* Task statement *
Nothing but the lines from the line with "let mut hasher = Sha256::new();" through the end of the data is to be copied, and each is to be copied exactly.

··· Task data ···

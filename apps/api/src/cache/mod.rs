//! Profile memoization keyed by a digest of the normalized document.
//!
//! Backends implement `ProfileCache`; `AnalysisService` holds one as
//! `Arc<dyn ProfileCache>`. Cache failures are reported as `CacheError` and the
//! service downgrades them (a failed read is a miss, a failed write a warning).

pub mod memory;
pub mod redis_store;

use std::sync::Arc;

use anyhow::Context;
use async_trait::async_trait;
use sha2::{Digest, Sha256};
use thiserror::Error;
use tracing::info;

use crate::cache::memory::InMemoryProfileCache;
use crate::cache::redis_store::RedisProfileCache;
use crate::config::{CacheBackend, Config};
use crate::extraction::contact::SourceText;
use crate::models::profile::ResumeProfile;

#[derive(Debug, Error)]
pub enum CacheError {
    #[error("Redis error: {0}")]
    Redis(#[from] redis::RedisError),

    #[error("Cached profile could not be (de)serialized: {0}")]
    Serialization(#[from] serde_json::Error),

    #[error("Cache lock poisoned")]
    Poisoned,
}

#[async_trait]
pub trait ProfileCache: Send + Sync {
    async fn get(&self, key: &str) -> Result<Option<ResumeProfile>, CacheError>;

    async fn put(&self, key: &str, profile: &ResumeProfile) -> Result<(), CacheError>;

    fn backend(&self) -> &'static str;
}

/// Hex SHA-256 over the normalized text, its lines and the positional name fallback.
///
/// Line breaks and the raw first line both shape the extracted profile but are
/// erased by normalization, so they are part of the key. Every value is tagged
/// and length-prefixed.
pub fn cache_key(source: &SourceText, name_fallback: Option<&str>) -> String {
    let mut hasher = Sha256::new();
    hash_field(&mut hasher, b"text", source.text.as_bytes());
    for line in &source.lines {
        hash_field(&mut hasher, b"line", line.as_bytes());
    }
    match name_fallback {
        Some(line) => hash_field(&mut hasher, b"fallback", line.as_bytes()),
        None => hasher.update(b"no-fallback"),
    }
    hex::encode(hasher.finalize())
}

fn hash_field(hasher: &mut Sha256, tag: &[u8], value: &[u8]) {
    hasher.update(tag);
    hasher.update((value.len() as u64).to_le_bytes());
    hasher.update(value);
}

/// Never stores anything. Used for `CACHE_BACKEND=none` and zero capacity.
pub struct NoopProfileCache;

#[async_trait]
impl ProfileCache for NoopProfileCache {
    async fn get(&self, _key: &str) -> Result<Option<ResumeProfile>, CacheError> {
        Ok(None)
    }

    async fn put(&self, _key: &str, _profile: &ResumeProfile) -> Result<(), CacheError> {
        Ok(())
    }

    fn backend(&self) -> &'static str {
        "none"
    }
}

pub fn build_cache(config: &Config) -> anyhow::Result<Arc<dyn ProfileCache>> {
    let cache: Arc<dyn ProfileCache> = match config.cache_backend {
        CacheBackend::Memory if config.cache_capacity > 0 => {
            Arc::new(InMemoryProfileCache::new(config.cache_capacity))
        }
        CacheBackend::Memory | CacheBackend::None => Arc::new(NoopProfileCache),
        CacheBackend::Redis => {
            let url = config
                .redis_url
                .as_deref()
                .context("REDIS_URL must be set when CACHE_BACKEND=redis")?;
            let client = redis::Client::open(url).context("REDIS_URL is not a valid Redis URL")?;
            Arc::new(RedisProfileCache::new(client, config.cache_ttl_secs))
        }
    };
    info!("Profile cache initialized (backend: {})", cache.backend());
    Ok(cache)
}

···

* Result for this exercise *
    let mut hasher = Sha256::new();
    hash_field(&mut hasher, b"text", source.text.as_bytes());
    for line in &source.lines {
        hash_field(&mut hasher, b"line", line.as_bytes());
    }
    match name_fallback {
        Some(line) => hash_field(&mut hasher, b"fallback", line.as_bytes()),
        None => hasher.update(b"no-fallback"),
    }
    hex::encode(hasher.finalize())
}

fn hash_field(hasher: &mut Sha256, tag: &[u8], value: &[u8]) {
    hasher.update(tag);
    hasher.update((value.len() as u64).to_le_bytes());
    hasher.update(value);
}

/// Never stores anything. Used for `CACHE_BACKEND=none` and zero capacity.
pub struct NoopProfileCache;

#[async_trait]
impl ProfileCache for NoopProfileCache {
    async fn get(&self, _key: &str) -> Result<Option<ResumeProfile>, CacheError> {
        Ok(None)
    }

    async fn put(&self, _key: &str, _profile: &ResumeProfile) -> Result<(), CacheError> {
        Ok(())
    }

    fn backend(&self) -> &'static str {
        "none"
    }
}

pub fn build_cache(config: &Config) -> anyhow::Result<Arc<dyn ProfileCache>> {
    let cache: Arc<dyn ProfileCache> = match config.cache_backend {
        CacheBackend::Memory if config.cache_capacity > 0 => {
            Arc::new(InMemoryProfileCache::new(config.cache_capacity))
        }
        CacheBackend::Memory | CacheBackend::None => Arc::new(NoopProfileCache),
        CacheBackend::Redis => {
            let url = config
                .redis_url
                .as_deref()
                .context("REDIS_URL must be set when CACHE_BACKEND=redis")?;
            let client = redis::Client::open(url).context("REDIS_URL is not a valid Redis URL")?;
            Arc::new(RedisProfileCache::new(client, config.cache_ttl_secs))
        }
    };
    info!("Profile cache initialized (backend: {})", cache.backend());
    Ok(cache)
}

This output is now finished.